Through discussions, presentations, teamwork, research, and project-specific practice we will grow to have a deeper understanding of:
1. How design teams may best engage with community members to collaborate on resilient +/or post-disaster ‘acupuncture‘ projects.
2. The roles of diverse client(s), cultures, environments, and sites as foundational assets and springboards for appropriate design responses.
3. Engaging in a real-world project stream focused on design/build-for-change results through the application of workshop methodologies and materials.
4. The widening range of opportunities, resources, challenges and pitfalls related to humanitarian design/build projects and participatory/community design processes.
1. Arriving at a nuanced understanding of how and when to appropriately work with diverse communities in challenging circumstances
2. Enhancing assessment and practical capabilities relative to real-world humanitarian design project scenario(s)

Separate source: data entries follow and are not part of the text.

//! Truncation parameters for Euler–Maclaurin summation of Hurwitz zeta
//! style series `sum (a + k)^-s`.
//!
//! The caller owns the error bound for a given `(N, M)` pair; this module
//! decides which pairs to try, how the tolerance is scaled and where the
//! search gives up.

use cert_core::errors::{CertError, ErrorInfo};
use cert_core::{Acb, Float, Mag};
use serde::{Deserialize, Serialize};
use tracing::debug;

use crate::bracket::{bracket_search, SearchLimits};
use crate::estimator::MagEstimate;

fn config_error(code: &str, message: impl Into<String>) -> CertError {
    CertError::Config(ErrorInfo::new(code, message.into()))
}

fn default_limit_factor() -> u64 {
    100
}

fn default_m_cap() -> u64 {
    2000
}

fn default_pathological_limit() -> u64 {
    u64::MAX / 4
}

fn default_imag_threshold_log2() -> i32 {
    10
}

fn default_real_threshold_log2() -> i32 {
    3
}

fn default_window() -> u64 {
    4
}

/// Tunable thresholds of the Euler–Maclaurin parameter selector.
///
/// The defaults reproduce the heuristics tuned for the Hurwitz zeta
/// function; other series should revisit them.
#[derive(Debug, Clone, Copy, PartialEq, Eq, Serialize, Deserialize)]
pub struct EmParamOpts {
    /// Normal search limit is `limit_factor * target`.
    #[serde(default = "default_limit_factor")]
    pub limit_factor: u64,
    /// Cap on the extra secondary budget `N / 100` in [`choose_m`].
    #[serde(default = "default_m_cap")]
    pub m_cap: u64,
    /// Search limit used when slow convergence is expected.
    #[serde(default = "default_pathological_limit")]
    pub pathological_limit: u64,
    /// `|Im s| > 2^imag_threshold_log2` selects the pathological limit.
    #[serde(default = "default_imag_threshold_log2")]
    pub imag_threshold_log2: i32,
    /// `Re s > 2^real_threshold_log2` (with `a != 1`) enables tolerance
    /// rescaling by the estimated magnitude of `a^-s`.
    #[serde(default = "default_real_threshold_log2")]
    pub real_threshold_log2: i32,
    /// Bisection window.
    #[serde(default = "default_window")]
    pub window: u64,
}

impl Default for EmParamOpts {
    fn default() -> Self {
        Self {
            limit_factor: default_limit_factor(),
            m_cap: default_m_cap(),
            pathological_limit: default_pathological_limit(),
            imag_threshold_log2: default_imag_threshold_log2(),
            real_threshold_log2: default_real_threshold_log2(),
            window: default_window(),
        }
    }
}

/// Selected truncation parameters.
#[derive(Debug, Clone, Copy, PartialEq, Eq, Serialize, Deserialize)]
pub struct EmParams {
    /// Number of terms summed directly.
    pub n: u64,
    /// Number of Bernoulli correction terms.
    pub m: u64,
    /// Error bound reported at `(n, m)`.
    pub bound: Mag,
    /// Tolerance the bound was checked against.
    pub tolerance: Mag,
    /// Search limit in force.
    pub limit: u64,
    /// Number of bound evaluations.
    pub evaluations: u64,
}

/// Secondary parameter derived from `n`: `min(n, target + min(n / 100, cap))`.
pub fn choose_m(n: u64, target: u64, cap: u64) -> u64 {
    n.min(target.saturating_add((n / 100).min(cap)))
}

/// Rough magnitude of `a^-s` computed from the midpoints, with `|a|`
/// evaluated at `prec` bits.
///
/// This only scales the tolerance, so it need not be rigorous; a result that
/// cannot be represented is reported as [`MagEstimate::Overflowed`].
pub fn estimate_mag(s: &Acb, a: &Acb, prec: u32) -> MagEstimate {
    let (x, y) = (a.re().mid_f64(), a.im().mid_f64());
    let (sigma, t) = (s.re().mid_f64(), s.im().mid_f64());
    // |a^-s| = exp(t arg(a) - sigma ln|a|)
    let ln_abs = a.abs(prec).mid_f64().ln();
    let exponent = t * y.atan2(x) - sigma * ln_abs;
    MagEstimate::from_log2(exponent * std::f64::consts::LOG2_E)
}

/// Tolerance for a `target`-bit result.
///
/// Flat `2^-target`, unless `a != 1` and `Re s` is large, in which case the
/// tolerance is relative to the estimated size of the leading term `a^-s`.
pub fn em_tolerance(s: &Acb, a: &Acb, target: u64, prec: u32, opts: &EmParamOpts) -> Mag {
    let flat = Mag::from_2exp(-(target.min(i64::MAX as u64) as i64));
    let threshold = Float::from_2exp(i64::from(opts.real_threshold_log2));
    if !a.is_one() && *s.re().mid() > threshold {
        estimate_mag(s, a, prec).or_one().mul(&flat)
    } else {
        flat
    }
}

/// Search limit for `s`: effectively unbounded high up in the critical strip,
/// proportional to the target otherwise.
pub fn em_limit(s: &Acb, target: u64, opts: &EmParamOpts) -> u64 {
    if s.im().mid().abs() > Float::from_2exp(i64::from(opts.imag_threshold_log2)) {
        opts.pathological_limit
    } else {
        target.saturating_mul(opts.limit_factor)
    }
}

/// Chooses `(N, M)` so that `bound(N, M)` is at most the tolerance for a
/// `target`-bit evaluation at `(s, a)`.
///
/// `bound` is the caller's rigorous truncation error bound, evaluated at
/// `(N, M, prec)`; it is called a logarithmic number of times in the
/// returned `N`. Fails when the search limit is exhausted (retry at higher
/// precision) and propagates any error returned by `bound`.
pub fn choose_em_params<F>(
    s: &Acb,
    a: &Acb,
    target: u64,
    prec: u32,
    opts: &EmParamOpts,
    bound: F,
) -> Result<EmParams, CertError>
where
    F: Fn(u64, u64, u32) -> Result<Mag, CertError>,
{
    if !s.is_finite() || !a.is_finite() {
        return Err(CertError::NonFinite(
            ErrorInfo::new("non-finite-input", "s and a must be finite balls")
                .with_context("s", s)
                .with_context("a", a),
        ));
    }
    if opts.window == 0 {
        return Err(config_error("zero-window", "bisection window must be at least one"));
    }
    let tolerance = em_tolerance(s, a, target, prec, opts);
    let limit = em_limit(s, target, opts);
    debug!(target, prec, %tolerance, limit, "choosing Euler-Maclaurin parameters");

    let cap = opts.m_cap;
    let estimator = |n: u64| bound(n, choose_m(n, target, cap), prec);
    let limits = SearchLimits {
        start: 2,
        limit,
        window: opts.window,
    };
    let outcome = bracket_search(&estimator, &tolerance, &limits)?;
    Ok(EmParams {
        n: outcome.param,
        m: choose_m(outcome.param, target, cap),
        bound: outcome.bound,
        tolerance,
        limit,
        evaluations: outcome.evaluations,
    })
}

3. Deepening knowledge of culturally and environmentally-appropriate design process
4. Increased ability and real-world experience stemming from the workshop collaboration
5. Increasing understanding of built examples and useful methodologies to amplify participants’ capacities in future design collaborations.
A. Design Challenge: A charrette running throughout the workshop to engage students in a design process in the context of one or more Real-World Design Challenge(s)* Note: TBA in Workshop Brief Package(s)
B. Talks: Presentation of case studies and empirical narratives focused on approach, interaction and practice methodologies relating to diverse ‘client’ communities and their challenges.
C. Roundtable Discussions: Group analysis (with Q + A) at periodic intensives focused on community engagement, team work, community interface, local capacity and materials/systems amplification
D. Student Presentations: Pin-up Review + discussion of student design approaches to the Real-World Design Challenge workshop brief(s).
Group work, case study analysis and group presentations.
Per UIC grading guidelines with emphasis on attendance, quality of participation and graphic and verbal communication.
Basic bibliography listed below, class material will be provided prior.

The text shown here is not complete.